• [EXERCISE]:
Every line of the entries below that mentions "Deserialize" is to be copied out.

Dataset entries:
↓↓↓

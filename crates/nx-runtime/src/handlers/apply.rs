// apply.rs - Write one file and record it in the ledger.
//
// Order matters for undo: the prior content is snapshotted first, then
// the file is written, then the apply record is committed. A dry run does
// none of the three and only previews the patch.

use std::fs;

use serde_json::json;

use nx_ledger::NewApply;
use nx_protocol::{NexxonError, RequestEnvelope};

use super::{require_all, HandlerResult};
use crate::context::RuntimeContext;
use crate::error::{IntoNexxonError, RuntimeError};

pub fn handle(ctx: &RuntimeContext, req: &RequestEnvelope) -> HandlerResult {
    let args = require_all(req, &["file", "content"])?;
    let (file, content) = (ctx.relative_path(args[0]), args[1]);
    let path = ctx.resolve(&file);
    let existed = path.is_file();

    if req.arg_bool("dry_run") {
        let current = if existed {
            fs::read_to_string(&path).unwrap_or_default()
        } else {
            String::new()
        };
        return Ok(json!({
            "applied": false,
            "dry_run": true,
            "file": file,
            "had_backup": existed,
            "patch": ctx.diff.unified_diff(&file, &file, &current, content),
        }));
    }

    let (_, manifest_path) = ctx
        .snapshots
        .capture(ctx.project_root(), std::slice::from_ref(&file))
        .map_err(IntoNexxonError::into_nexxon)?;

    if let Some(parent) = path.parent() {
        fs::create_dir_all(parent)
            .map_err(|e| NexxonError::from(RuntimeError::io(parent, e)))?;
    }
    fs::write(&path, content).map_err(|e| NexxonError::from(RuntimeError::io(&path, e)))?;

    let backup_path = manifest_path.display().to_string();
    let mut apply = NewApply::new(vec![file.clone()]).with_backup(&backup_path);
    if let Some(rev) = ctx.undo.head_revision() {
        apply = apply.with_source_revision(rev);
    }
    let record = ctx
        .ledger
        .record_apply(apply)
        .map_err(IntoNexxonError::into_nexxon)?;
    tracing::info!(file = %file, record = %record.id, "apply committed");

    Ok(json!({
        "applied": true,
        "file": file,
        "had_backup": existed,
        "backup_path": backup_path,
        "record_id": record.id,
        "session_id": record.session_id,
    }))
}
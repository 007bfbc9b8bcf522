// spec.rs - Configuration-declared providers.
//
// Each `[[providers]]` entry in `.nexxon/config.toml` names a provider, its
// kind, and where its credential comes from. Entries are resolved once at
// startup; an entry that cannot resolve is skipped with a warning.

use std::sync::Arc;

use serde::{Deserialize, Serialize};

use crate::breaker::BreakerConfig;
use crate::error::ProviderError;
use crate::http::{Dialect, HttpProvider, ANTHROPIC_BASE_URL, OLLAMA_BASE_URL, OPENAI_BASE_URL};
use crate::mock::MockProvider;
use crate::provider::LlmProvider;

#[derive(Debug, Clone, Copy, PartialEq, Eq, Serialize, Deserialize)]
#[serde(rename_all = "lowercase")]
pub enum ProviderKind {
    OpenAi,
    Anthropic,
    /// Ollama on the local machine.
    Local,
    Mock,
}

/// Where a provider's API key is read from.
#[derive(Debug, Clone, PartialEq, Eq, Serialize, Deserialize)]
pub struct CredentialSource {
    pub env: String,
}

#[derive(Debug, Clone, PartialEq, Eq, Serialize, Deserialize)]
pub struct ProviderSpec {
    pub name: String,
    pub kind: ProviderKind,
    #[serde(default, skip_serializing_if = "Option::is_none")]
    pub base_url: Option<String>,
    #[serde(default, skip_serializing_if = "Option::is_none")]
    pub model: Option<String>,
    #[serde(default, skip_serializing_if = "Option::is_none")]
    pub credential: Option<CredentialSource>,
    /// Per-provider breaker tuning; falls back to the global `[breaker]`.
    #[serde(default, skip_serializing_if = "Option::is_none")]
    pub breaker: Option<BreakerConfig>,
}

impl ProviderSpec {
    pub fn mock(name: impl Into<String>) -> Self {
        Self {
            name: name.into(),
            kind: ProviderKind::Mock,
            base_url: None,
            model: None,
            credential: None,
            breaker: None,
        }
    }

    /// Environment variable holding the API key, if this kind needs one.
    fn credential_env(&self) -> Option<String> {
        if let Some(source) = &self.credential {
            return Some(source.env.clone());
        }
        match self.kind {
            ProviderKind::OpenAi => Some("OPENAI_API_KEY".to_string()),
            ProviderKind::Anthropic => Some("ANTHROPIC_API_KEY".to_string()),
            ProviderKind::Local | ProviderKind::Mock => None,
        }
    }

    /// Build the provider, reading its credential from the environment.
    pub fn resolve(&self) -> Result<Arc<dyn LlmProvider>, ProviderError> {
        self.resolve_with(|key| std::env::var(key).ok())
    }

    /// Like [`resolve`](Self::resolve) with an explicit variable lookup.
    pub fn resolve_with(
        &self,
        lookup: impl Fn(&str) -> Option<String>,
    ) -> Result<Arc<dyn LlmProvider>, ProviderError> {
        let api_key = match self.credential_env() {
            Some(env) => match lookup(&env).filter(|v| !v.is_empty()) {
                Some(key) => Some(key),
                None => {
                    return Err(ProviderError::MissingCredential {
                        provider: self.name.clone(),
                        env,
                    })
                }
            },
            None => None,
        };

        let (dialect, default_url) = match self.kind {
            ProviderKind::Mock => return Ok(Arc::new(MockProvider::named(self.name.clone()))),
            ProviderKind::OpenAi => (Dialect::OpenAi, OPENAI_BASE_URL),
            ProviderKind::Anthropic => (Dialect::Anthropic, ANTHROPIC_BASE_URL),
            ProviderKind::Local => (Dialect::Ollama, OLLAMA_BASE_URL),
        };
        let base_url = self.base_url.clone().unwrap_or_else(|| default_url.to_string());
        let mut provider = HttpProvider::new(self.name.clone(), dialect, base_url, api_key);
        if let Some(model) = &self.model {
            provider = provider.with_model(model.clone());
        }
        Ok(Arc::new(provider))
    }
}
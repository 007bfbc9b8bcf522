// hasher.rs - SHA-256 helpers shared by the audit chain and snapshot store.
//
// Digests are lowercase hex. `content_id` adds the `sha256:` prefix used
// wherever a hash is shown to users or written into a redacted value.

use sha2::{Digest, Sha256};

/// Lowercase hex SHA-256 of `data`.
pub fn hash_bytes(data: &[u8]) -> String {
    let mut hasher = Sha256::new();
    hasher.update(data);
    format!("{:x}", hasher.finalize())
}

pub fn hash_str(s: &str) -> String {
    hash_bytes(s.as_bytes())
}

/// `sha256:<hex>` form of [`hash_bytes`].
pub fn content_id(data: &[u8]) -> String {
    format!("sha256:{}", hash_bytes(data))
}
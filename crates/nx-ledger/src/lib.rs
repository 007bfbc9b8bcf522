//! # nx-ledger
//!
//! The undo trail for Nexxon.
//!
//! - [`SessionLedger`]: sessions and append-only apply records in SQLite
//! - [`SnapshotStore`]: content-addressed prior state of applied files
//! - [`UndoManager`]: reverts the most recent apply records through
//!   `git restore` or snapshot restore

pub mod error;
pub mod ledger;
pub mod snapshot;
pub mod undo;

pub use error::LedgerError;
pub use ledger::{ApplyRecord, NewApply, SessionLedger, Session};
pub use snapshot::{SnapshotManifest, SnapshotStore};
pub use undo::{UndoManager, UndoMethod, UndoResult};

↑↑↑

• [SOLUTION TO THIS TASK]:
use serde::{Deserialize, Serialize};
#[derive(Debug, Clone, Copy, PartialEq, Eq, Serialize, Deserialize)]
#[derive(Debug, Clone, PartialEq, Eq, Serialize, Deserialize)]
#[derive(Debug, Clone, PartialEq, Eq, Serialize, Deserialize)]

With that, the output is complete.